Study material:
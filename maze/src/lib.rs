//! Loading and solving of text encoded mazes.
//!
//! A maze file stores the top and right wall of every cell, see [`load`] for the format. A
//! loaded [`Grid`] is immutable and can be solved any number of times with [`solve`] or stepped
//! through with a [`Solver`].

pub mod cell;
pub mod grid;
pub mod load;
pub mod solve;
pub mod storage;

pub use cell::{walls_at, Descriptor, Walls};
pub use grid::{Direction, Grid, Point};
pub use load::{load, load_file, FormatError, LoadError};
pub use solve::{solve, SolveResult, Solution, Solver, SolverState};
pub use storage::CellStorage;
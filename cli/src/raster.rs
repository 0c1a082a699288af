use std::path::Path;

use anyhow::Context;
use image::{Rgb, RgbImage};
use maze::{Grid, Point};

const BACKGROUND: Rgb<u8> = Rgb([255, 255, 255]);
const WALL: Rgb<u8> = Rgb([0, 0, 0]);
const START: Rgb<u8> = Rgb([64, 192, 64]);
const FINISH: Rgb<u8> = Rgb([208, 64, 64]);
const PATH: Rgb<u8> = Rgb([64, 96, 224]);

#[derive(Debug, Clone, Copy, PartialEq, Eq)]
pub struct RenderOptions {
    /// Width and height of one cell in pixels, including one of its wall lines.
    pub cell_size: u32,
}

impl Default for RenderOptions {
    fn default() -> Self {
        Self { cell_size: 16 }
    }
}

/// Draws the grid as an image of `columns * cell_size + 1` by `rows * cell_size + 1` pixels.
///
/// Fails when the image would not fit in `u32` pixel coordinates.
pub fn render(
    grid: &Grid,
    path: Option<&[Point]>,
    options: &RenderOptions,
) -> anyhow::Result<RgbImage> {
    let size = options.cell_size.max(3);
    let width = image_extent(grid.columns(), size)
        .with_context(|| format!("{} columns of {size}px do not fit in an image", grid.columns()))?;
    let height = image_extent(grid.rows(), size)
        .with_context(|| format!("{} rows of {size}px do not fit in an image", grid.rows()))?;
    usize::try_from(width)
        .ok()
        .zip(usize::try_from(height).ok())
        .and_then(|(w, h)| w.checked_mul(h)?.checked_mul(3))
        .with_context(|| format!("a {width}x{height} image is too large"))?;

    let mut img = RgbImage::from_pixel(width, height, BACKGROUND);

    fill(&mut img, grid.start(), 1, size - 1, START, size);
    fill(&mut img, grid.finish(), 1, size - 1, FINISH, size);

    // a small square in the middle of every path cell
    let mark = (size / 3).max(1);
    let offset = (size - mark) / 2;
    for &point in path.unwrap_or_default() {
        if point != grid.start() && point != grid.finish() {
            fill(&mut img, point, offset, offset + mark, PATH, size);
        }
    }

    for walls in grid.cells() {
        let x0 = walls.point.col as u32 * size;
        let y0 = walls.point.row as u32 * size;

        if walls.top {
            for x in x0..=x0 + size {
                img.put_pixel(x, y0, WALL);
            }
        }
        if walls.right {
            for y in y0..=y0 + size {
                img.put_pixel(x0 + size, y, WALL);
            }
        }
    }

    // the left and bottom edges are not stored in the maze
    for y in 0..height {
        img.put_pixel(0, y, WALL);
    }
    for x in 0..width {
        img.put_pixel(x, height - 1, WALL);
    }

    Ok(img)
}

/// Pixel length of `cells` cells of `size` pixels plus the closing wall line.
fn image_extent(cells: usize, size: u32) -> Option<u32> {
    u32::try_from(cells).ok()?.checked_mul(size)?.checked_add(1)
}

/// Fills the pixels `from..to` (relative to the cell corner) in both directions.
fn fill(img: &mut RgbImage, point: Point, from: u32, to: u32, color: Rgb<u8>, size: u32) {
    let x0 = point.col as u32 * size;
    let y0 = point.row as u32 * size;

    for y in y0 + from..y0 + to {
        for x in x0 + from..x0 + to {
            img.put_pixel(x, y, color);
        }
    }
}

pub fn save(img: &RgbImage, path: &Path) -> anyhow::Result<()> {
    img.save(path)
        .with_context(|| format!("failed to write image {}", path.display()))
}
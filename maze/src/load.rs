use std::{
    fs, io,
    path::{Path, PathBuf},
};

use log::debug;
use thiserror::Error;

use crate::{
    cell::Descriptor,
    grid::{Grid, Point},
};

#[derive(Debug, Error)]
pub enum LoadError {
    #[error("could not read maze file {}: {source}", path.display())]
    NotFound {
        path: PathBuf,
        #[source]
        source: io::Error,
    },
    #[error("malformed maze: {0}")]
    Format(#[from] FormatError),
}

/// Describes which check a maze text failed. Lines are counted from 1, rows and columns of the
/// grid from 0.
#[derive(Debug, Clone, PartialEq, Eq, Error)]
pub enum FormatError {
    #[error("missing header on line {line}")]
    MissingHeader { line: usize },
    #[error("line {line} is not two numbers separated by one character: {text:?}")]
    InvalidHeader { line: usize, text: String },
    #[error("a maze needs at least one row and one column, got {rows}x{columns}")]
    EmptyDimension { rows: usize, columns: usize },
    #[error("start {point} is outside of the {rows}x{columns} maze")]
    StartOutOfBounds {
        point: Point,
        rows: usize,
        columns: usize,
    },
    #[error("finish {point} is outside of the {rows}x{columns} maze")]
    FinishOutOfBounds {
        point: Point,
        rows: usize,
        columns: usize,
    },
    #[error("a {rows}x{columns} maze has more cells than can be addressed")]
    TooLarge { rows: usize, columns: usize },
    #[error("expected {expected} cells but got {found}")]
    CellCount { expected: usize, found: usize },
    #[error("line {line} is blank")]
    BlankLine { line: usize },
    #[error("expected {expected} rows but found {found}")]
    RowCount { expected: usize, found: usize },
    #[error("row {row} has {found} cells, expected {expected}")]
    RowLength {
        row: usize,
        expected: usize,
        found: usize,
    },
    #[error("invalid descriptor {symbol:?} at row {row}, column {col}")]
    InvalidDescriptor { row: usize, col: usize, symbol: char },
}

/// Reads and parses the maze stored in the file at `path`.
pub fn load_file(path: impl AsRef<Path>) -> Result<Grid, LoadError> {
    let path = path.as_ref();
    debug!("loading maze from {}", path.display());

    let text = fs::read_to_string(path).map_err(|source| LoadError::NotFound {
        path: path.to_path_buf(),
        source,
    })?;

    load(&text)
}

/// Parses a maze from its text form.
///
/// The first three lines hold `columns,rows`, `start column,start row` and
/// `finish column,finish row`. Each of them is two numbers separated by a single non-digit
/// character. They are followed by one line per row with one descriptor per column.
pub fn load(text: &str) -> Result<Grid, LoadError> {
    match parse(text) {
        Ok(grid) => {
            debug!(
                "loaded {}x{} maze, start {} finish {}",
                grid.rows(),
                grid.columns(),
                grid.start(),
                grid.finish()
            );
            Ok(grid)
        }
        Err(e) => {
            debug!("rejected maze: {e}");
            Err(e.into())
        }
    }
}

fn parse(text: &str) -> Result<Grid, FormatError> {
    let mut lines = text
        .lines()
        .map(|l| l.strip_suffix('\r').unwrap_or(l))
        .enumerate()
        .map(|(i, l)| (i + 1, l));

    let (columns, rows) = parse_header(lines.next(), 1)?;
    let (start_col, start_row) = parse_header(lines.next(), 2)?;
    let (finish_col, finish_row) = parse_header(lines.next(), 3)?;

    if rows == 0 || columns == 0 {
        return Err(FormatError::EmptyDimension { rows, columns });
    }

    let start = Point::new(start_row, start_col);
    if start.row >= rows || start.col >= columns {
        return Err(FormatError::StartOutOfBounds {
            point: start,
            rows,
            columns,
        });
    }
    let finish = Point::new(finish_row, finish_col);
    if finish.row >= rows || finish.col >= columns {
        return Err(FormatError::FinishOutOfBounds {
            point: finish,
            rows,
            columns,
        });
    }

    let data: Vec<(usize, &str)> = lines.collect();
    if let Some((line, _)) = data.iter().find(|(_, text)| text.trim().is_empty()) {
        return Err(FormatError::BlankLine { line: *line });
    }
    if data.len() != rows {
        return Err(FormatError::RowCount {
            expected: rows,
            found: data.len(),
        });
    }

    let mut cells = Vec::new();
    for (row, (_, text)) in data.into_iter().enumerate() {
        let found = text.chars().count();
        if found != columns {
            return Err(FormatError::RowLength {
                row,
                expected: columns,
                found,
            });
        }

        for (col, symbol) in text.chars().enumerate() {
            let d = Descriptor::try_from(symbol)
                .map_err(|symbol| FormatError::InvalidDescriptor { row, col, symbol })?;
            cells.push(d);
        }
    }

    Grid::new(rows, columns, start, finish, cells)
}

fn parse_header(
    line: Option<(usize, &str)>,
    expected: usize,
) -> Result<(usize, usize), FormatError> {
    let Some((line, text)) = line else {
        return Err(FormatError::MissingHeader { line: expected });
    };
    if text.trim().is_empty() {
        return Err(FormatError::BlankLine { line });
    }

    let invalid = || FormatError::InvalidHeader {
        line,
        text: text.to_string(),
    };

    let split = text.find(|c: char| !c.is_ascii_digit()).ok_or_else(invalid)?;
    let (first, rest) = text.split_at(split);
    let mut rest = rest.chars();
    // the filler itself can be any character except a digit
    rest.next();
    let second = rest.as_str();

    let number = |s: &str| -> Result<usize, FormatError> {
        if s.is_empty() || !s.bytes().all(|b| b.is_ascii_digit()) {
            return Err(invalid());
        }
        s.parse().map_err(|_| invalid())
    };

    Ok((number(first)?, number(second)?))
}
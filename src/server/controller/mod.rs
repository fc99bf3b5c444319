//! HTTP controller endpoints for the Practika web API.
//!
//! This module contains Axum handlers for authentication, the account
//! directory, offers, applications, and placements. Controllers handle
//! HTTP requests, delegate to services, and return appropriate HTTP
//! responses. They use utoipa for OpenAPI documentation; access control
//! lives in the router's middleware layers, not here.

pub mod application;
pub mod auth;
pub mod company;
pub mod offer;
pub mod placement;
pub mod professor;
pub mod student;
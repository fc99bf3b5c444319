//! Server-side helpers.
//!
//! Currently only hosts the shared test setup for in-crate unit tests;
//! integration tests under `tests/` carry their own copy.
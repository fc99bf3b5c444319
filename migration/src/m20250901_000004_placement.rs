use sea_orm_migration::{prelude::*, schema::*};

static IDX_PLACEMENT_STUDENT_ID: &str = "idx-placement-student_id";
static IDX_PLACEMENT_PROFESSOR_ID: &str = "idx-placement-professor_id";

#[derive(DeriveMigrationName)]
pub struct Migration;

#[async_trait::async_trait]
impl MigrationTrait for Migration {
    async fn up(&self, manager: &SchemaManager) -> Result<(), DbErr> {
        manager
            .create_table(
                Table::create()
                    .table(Placement::Table)
                    .if_not_exists()
                    .col(pk_auto(Placement::Id))
                    .col(date(Placement::StartDate))
                    .col(date_null(Placement::EndDate))
                    .col(string(Placement::State))
                    .col(integer(Placement::StudentId))
                    .col(integer(Placement::ProfessorId))
                    .col(timestamp(Placement::CreatedAt))
                    .col(timestamp(Placement::UpdatedAt))
                    .to_owned(),
            )
            .await?;

        manager
            .create_index(
                Index::create()
                    .name(IDX_PLACEMENT_STUDENT_ID)
                    .table(Placement::Table)
                    .col(Placement::StudentId)
                    .to_owned(),
            )
            .await?;

        manager
            .create_index(
                Index::create()
                    .name(IDX_PLACEMENT_PROFESSOR_ID)
                    .table(Placement::Table)
                    .col(Placement::ProfessorId)
                    .to_owned(),
            )
            .await?;

        Ok(())
    }

    async fn down(&self, manager: &SchemaManager) -> Result<(), DbErr> {
        manager
            .drop_index(
                Index::drop()
                    .name(IDX_PLACEMENT_PROFESSOR_ID)
                    .table(Placement::Table)
                    .to_owned(),
            )
            .await?;

        manager
            .drop_index(
                Index::drop()
                    .name(IDX_PLACEMENT_STUDENT_ID)
                    .table(Placement::Table)
                    .to_owned(),
            )
            .await?;

        manager
            .drop_table(Table::drop().table(Placement::Table).to_owned())
            .await?;

        Ok(())
    }
}

#[derive(DeriveIden)]
pub enum Placement {
    Table,
    Id,
    StartDate,
    EndDate,
    State,
    StudentId,
    ProfessorId,
    CreatedAt,
    UpdatedAt,
}
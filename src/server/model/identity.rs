use crate::model::account::Role;
use crate::server::identity::model::VerifiedIdentity;

/// The authenticated caller, attached to the request by the identity
/// middleware.
///
/// `role` is the resolved role: the token's claim when present,
/// otherwise whatever the directory lookup by email produced. It stays
/// `None` for callers with no directory record, which public routes
/// tolerate and role guards reject.
#[derive(Debug, Clone)]
pub struct CurrentIdentity {
    pub external_id: String,
    pub email: String,
    pub email_verified: bool,
    pub display_name: Option<String>,
    pub role: Option<Role>,
}

impl CurrentIdentity {
    pub fn from_verified(identity: VerifiedIdentity, role: Option<Role>) -> Self {
        Self {
            external_id: identity.external_id,
            email: identity.email,
            email_verified: identity.email_verified,
            display_name: identity.display_name,
            role,
        }
    }
}
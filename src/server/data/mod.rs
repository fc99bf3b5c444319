//! Data access layer repositories.
//!
//! This module contains all database repository implementations for the
//! application. Repositories provide an abstraction layer over database
//! operations, one per collection: accounts, offers, applications and
//! placements.
//!
//! The schema carries no foreign keys, matching the document-store
//! origins of the data model. Repositories therefore never join;
//! cross-collection reads go through the `get_many_by_ids` accessors
//! and are stitched together in the service layer.

pub mod account;
pub mod application;
pub mod offer;
pub mod placement;
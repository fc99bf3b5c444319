use serde::Deserialize;

use crate::model::account::Role;

/// Claims carried by a provider-issued id token. Audience, issuer, and
/// expiry are checked during decoding and not kept here.
#[derive(Debug, Clone, Deserialize)]
pub struct IdTokenClaims {
    pub sub: String,
    pub email: String,
    #[serde(default)]
    pub email_verified: bool,
    #[serde(default)]
    pub name: Option<String>,
    /// Custom claim set at registration.
    #[serde(default)]
    pub role: Option<String>,
}

/// A caller identity extracted from a successfully verified id token.
#[derive(Debug, Clone)]
pub struct VerifiedIdentity {
    pub external_id: String,
    pub email: String,
    pub email_verified: bool,
    pub display_name: Option<String>,
    /// Role claim embedded in the token, when present and well formed.
    pub role: Option<Role>,
}

/// Provider account as returned by the admin create endpoint.
#[derive(Debug, Clone, Deserialize)]
pub struct ProviderAccount {
    pub uid: String,
}

#[derive(Debug, Deserialize)]
pub(crate) struct ProviderErrorBody {
    pub error: Option<String>,
}
//! Server-side models and type definitions.
//!
//! Holds the shared application state handed to every handler and the
//! request-scoped identity type attached by the authentication
//! middleware. Wire-facing DTOs live in the crate-level `model` module.

pub mod app;
pub mod identity;
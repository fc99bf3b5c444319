use chrono::Utc;
use sea_orm::{
    ActiveModelTrait, ActiveValue, DatabaseConnection, DbErr, DeleteResult, EntityTrait,
    IntoActiveModel, QueryOrder,
};

use crate::model::placement::PlacementState;

/// Column values for a new placement row.
#[derive(Debug, Clone)]
pub struct NewPlacement {
    pub start_date: chrono::NaiveDate,
    pub end_date: Option<chrono::NaiveDate>,
    pub state: PlacementState,
    pub student_id: i32,
    pub professor_id: i32,
}

/// Full overwrite of a placement's mutable columns, used by PUT
/// handlers.
pub type PlacementReplacement = NewPlacement;

pub struct PlacementRepository<'a> {
    db: &'a DatabaseConnection,
}

impl<'a> PlacementRepository<'a> {
    /// Creates a new instance of [`PlacementRepository`]
    pub fn new(db: &'a DatabaseConnection) -> Self {
        Self { db }
    }

    /// Creates a new placement row
    pub async fn create(
        &self,
        placement: NewPlacement,
    ) -> Result<entity::placement::Model, DbErr> {
        let now = Utc::now().naive_utc();

        let placement = entity::placement::ActiveModel {
            start_date: ActiveValue::Set(placement.start_date),
            end_date: ActiveValue::Set(placement.end_date),
            state: ActiveValue::Set(placement.state.to_string()),
            student_id: ActiveValue::Set(placement.student_id),
            professor_id: ActiveValue::Set(placement.professor_id),
            created_at: ActiveValue::Set(now),
            updated_at: ActiveValue::Set(now),
            ..Default::default()
        };

        placement.insert(self.db).await
    }

    /// Gets a placement by its primary key
    pub async fn get_by_id(&self, id: i32) -> Result<Option<entity::placement::Model>, DbErr> {
        entity::prelude::Placement::find_by_id(id).one(self.db).await
    }

    /// Lists every placement, newest first
    pub async fn list(&self) -> Result<Vec<entity::placement::Model>, DbErr> {
        entity::prelude::Placement::find()
            .order_by_desc(entity::placement::Column::CreatedAt)
            .all(self.db)
            .await
    }

    /// Overwrites every mutable column of a placement
    pub async fn replace(
        &self,
        placement: entity::placement::Model,
        replacement: PlacementReplacement,
    ) -> Result<entity::placement::Model, DbErr> {
        let mut placement = placement.into_active_model();

        placement.start_date = ActiveValue::Set(replacement.start_date);
        placement.end_date = ActiveValue::Set(replacement.end_date);
        placement.state = ActiveValue::Set(replacement.state.to_string());
        placement.student_id = ActiveValue::Set(replacement.student_id);
        placement.professor_id = ActiveValue::Set(replacement.professor_id);
        placement.updated_at = ActiveValue::Set(Utc::now().naive_utc());

        placement.update(self.db).await
    }

    /// Deletes a placement
    ///
    /// Returns OK regardless of the placement existing, to confirm the
    /// deletion result check the [`DeleteResult::rows_affected`] field.
    pub async fn delete(&self, id: i32) -> Result<DeleteResult, DbErr> {
        entity::prelude::Placement::delete_by_id(id)
            .exec(self.db)
            .await
    }
}
//! Student applications to internship offers.

use sea_orm::entity::prelude::*;

#[derive(Clone, Debug, PartialEq, Eq, DeriveEntityModel)]
#[sea_orm(table_name = "application")]
pub struct Model {
    #[sea_orm(primary_key)]
    pub id: i32,
    /// One of `PENDENTE`, `ACEITE`, `RECUSADO`.
    pub state: String,
    pub student_id: i32,
    pub offer_id: i32,
    pub created_at: DateTime,
    pub updated_at: DateTime,
}

#[derive(Copy, Clone, Debug, EnumIter, DeriveRelation)]
pub enum Relation {}

impl ActiveModelBehavior for ActiveModel {}
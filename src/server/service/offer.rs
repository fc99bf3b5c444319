use std::collections::HashMap;

use sea_orm::DatabaseConnection;

use crate::model::account::{CompanySummaryDto, Role};
use crate::model::offer::{OfferDetailDto, OfferDto, OfferPatchDto, OfferPayloadDto};
use crate::server::data::account::AccountRepository;
use crate::server::data::application::ApplicationRepository;
use crate::server::data::offer::{NewOffer, OfferChanges, OfferRepository, OfferReplacement};
use crate::server::error::{domain::DomainError, Error};
use crate::server::service::account::{company_summary, is_blank};

/// Service for internship offers.
///
/// Owns the publication rules (an offer belongs to an existing,
/// validated company), the company embed on reads, and the cascade that
/// removes an offer's applications together with the offer.
pub struct OfferService<'a> {
    db: &'a DatabaseConnection,
}

impl<'a> OfferService<'a> {
    /// Creates a new instance of [`OfferService`]
    pub fn new(db: &'a DatabaseConnection) -> Self {
        Self { db }
    }

    /// Publishes a new offer.
    ///
    /// The company reference must name an existing company account and
    /// that company must have been validated by a coordinator.
    pub async fn create(&self, payload: OfferPayloadDto) -> Result<OfferDto, Error> {
        let (title, company_id) = required_offer_fields(&payload)?;

        let company = self.checked_company(company_id).await?;
        if company.validated != Some(true) {
            return Err(DomainError::CompanyNotValidated.into());
        }

        let offer = OfferRepository::new(self.db)
            .create(NewOffer {
                title,
                description: payload.description,
                duration: payload.duration,
                location: payload.location,
                company_id,
            })
            .await?;

        Ok(offer_dto(offer))
    }

    /// Lists every offer with its company embedded
    pub async fn list(&self) -> Result<Vec<OfferDetailDto>, Error> {
        let offers = OfferRepository::new(self.db).list().await?;
        let companies = self.companies_for(&offers).await?;

        Ok(offers
            .into_iter()
            .map(|offer| {
                let company = companies.get(&offer.company_id).cloned();
                offer_detail(offer, company)
            })
            .collect())
    }

    /// Gets an offer by id with its company embedded
    pub async fn get(&self, id: i32) -> Result<OfferDetailDto, Error> {
        let offer = OfferRepository::new(self.db)
            .get_by_id(id)
            .await?
            .ok_or(DomainError::NotFound("Offer"))?;

        let companies = self.companies_for(std::slice::from_ref(&offer)).await?;
        let company = companies.get(&offer.company_id).cloned();

        Ok(offer_detail(offer, company))
    }

    /// Lists a company's offers without embeds
    pub async fn list_by_company(&self, company_id: i32) -> Result<Vec<OfferDto>, Error> {
        Ok(OfferRepository::new(self.db)
            .list_by_company(company_id)
            .await?
            .into_iter()
            .map(offer_dto)
            .collect())
    }

    /// Fully replaces an offer.
    ///
    /// The company reference must still name an existing company; the
    /// validated flag is only checked at publication time.
    pub async fn replace(&self, id: i32, payload: OfferPayloadDto) -> Result<OfferDto, Error> {
        let (title, company_id) = required_offer_fields(&payload)?;

        let repository = OfferRepository::new(self.db);
        let existing = repository
            .get_by_id(id)
            .await?
            .ok_or(DomainError::NotFound("Offer"))?;

        self.checked_company(company_id).await?;

        let offer = repository
            .replace(
                existing,
                OfferReplacement {
                    title,
                    description: payload.description,
                    duration: payload.duration,
                    location: payload.location,
                    company_id,
                },
            )
            .await?;

        Ok(offer_dto(offer))
    }

    /// Applies the provided fields of `payload` to an offer
    pub async fn patch(&self, id: i32, payload: OfferPatchDto) -> Result<OfferDto, Error> {
        let repository = OfferRepository::new(self.db);
        let existing = repository
            .get_by_id(id)
            .await?
            .ok_or(DomainError::NotFound("Offer"))?;

        if let Some(company_id) = payload.company {
            self.checked_company(company_id).await?;
        }

        let offer = repository
            .patch(
                existing,
                OfferChanges {
                    title: payload.title,
                    description: payload.description,
                    duration: payload.duration,
                    location: payload.location,
                    company_id: payload.company,
                },
            )
            .await?;

        Ok(offer_dto(offer))
    }

    /// Deletes an offer and every application referencing it.
    ///
    /// Two sequential deletes, offer first; a crash in between leaves
    /// orphaned applications behind. Returns how many applications went
    /// with the offer.
    pub async fn delete_with_applications(&self, id: i32) -> Result<u64, Error> {
        let result = OfferRepository::new(self.db).delete(id).await?;

        if result.rows_affected == 0 {
            return Err(DomainError::NotFound("Offer").into());
        }

        let cascade = ApplicationRepository::new(self.db)
            .delete_by_offer(id)
            .await?;

        tracing::info!(
            offer = id,
            applications = cascade.rows_affected,
            "deleted offer and its applications"
        );

        Ok(cascade.rows_affected)
    }

    async fn checked_company(&self, company_id: i32) -> Result<entity::account::Model, Error> {
        AccountRepository::new(self.db)
            .get_by_id_and_role(company_id, Role::Company)
            .await?
            .ok_or_else(|| {
                DomainError::Validation(format!("Company {} does not exist", company_id)).into()
            })
    }

    async fn companies_for(
        &self,
        offers: &[entity::offer::Model],
    ) -> Result<HashMap<i32, CompanySummaryDto>, Error> {
        let mut company_ids: Vec<i32> = offers.iter().map(|offer| offer.company_id).collect();
        company_ids.sort_unstable();
        company_ids.dedup();

        let accounts = AccountRepository::new(self.db)
            .get_many_by_ids(&company_ids)
            .await?;

        Ok(accounts
            .iter()
            .filter(|account| account.role == Role::Company.as_str())
            .map(|account| (account.id, company_summary(account)))
            .collect())
    }
}

fn required_offer_fields(payload: &OfferPayloadDto) -> Result<(String, i32), DomainError> {
    let mut missing = Vec::new();

    if is_blank(&payload.title) {
        missing.push("title");
    }
    if payload.company.is_none() {
        missing.push("company");
    }

    if !missing.is_empty() {
        return Err(DomainError::Validation(format!(
            "Missing required fields: {}",
            missing.join(", ")
        )));
    }

    Ok((
        payload.title.clone().unwrap_or_default(),
        payload.company.unwrap_or_default(),
    ))
}

pub(crate) fn offer_dto(offer: entity::offer::Model) -> OfferDto {
    OfferDto {
        id: offer.id,
        title: offer.title,
        description: offer.description,
        duration: offer.duration,
        location: offer.location,
        company: offer.company_id,
        created_at: offer.created_at,
        updated_at: offer.updated_at,
    }
}

pub(crate) fn offer_detail(
    offer: entity::offer::Model,
    company: Option<CompanySummaryDto>,
) -> OfferDetailDto {
    OfferDetailDto {
        id: offer.id,
        title: offer.title,
        description: offer.description,
        duration: offer.duration,
        location: offer.location,
        company,
        created_at: offer.created_at,
        updated_at: offer.updated_at,
    }
}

What you are asked to do: Reproduce the lines above, beginning at the line with "-> Result<Vec<entity::placement::Model>, DbErr>" and stopping after the line with "placement.updated_at = ActiveValue::Set(Utc::now().naive_utc());", exactly as they are.

Solution for this exercise:
    pub async fn list(&self) -> Result<Vec<entity::placement::Model>, DbErr> {
        entity::prelude::Placement::find()
            .order_by_desc(entity::placement::Column::CreatedAt)
            .all(self.db)
            .await
    }

    /// Overwrites every mutable column of a placement
    pub async fn replace(
        &self,
        placement: entity::placement::Model,
        replacement: PlacementReplacement,
    ) -> Result<entity::placement::Model, DbErr> {
        let mut placement = placement.into_active_model();

        placement.start_date = ActiveValue::Set(replacement.start_date);
        placement.end_date = ActiveValue::Set(replacement.end_date);
        placement.state = ActiveValue::Set(replacement.state.to_string());
        placement.student_id = ActiveValue::Set(replacement.student_id);
        placement.professor_id = ActiveValue::Set(replacement.professor_id);
        placement.updated_at = ActiveValue::Set(Utc::now().naive_utc());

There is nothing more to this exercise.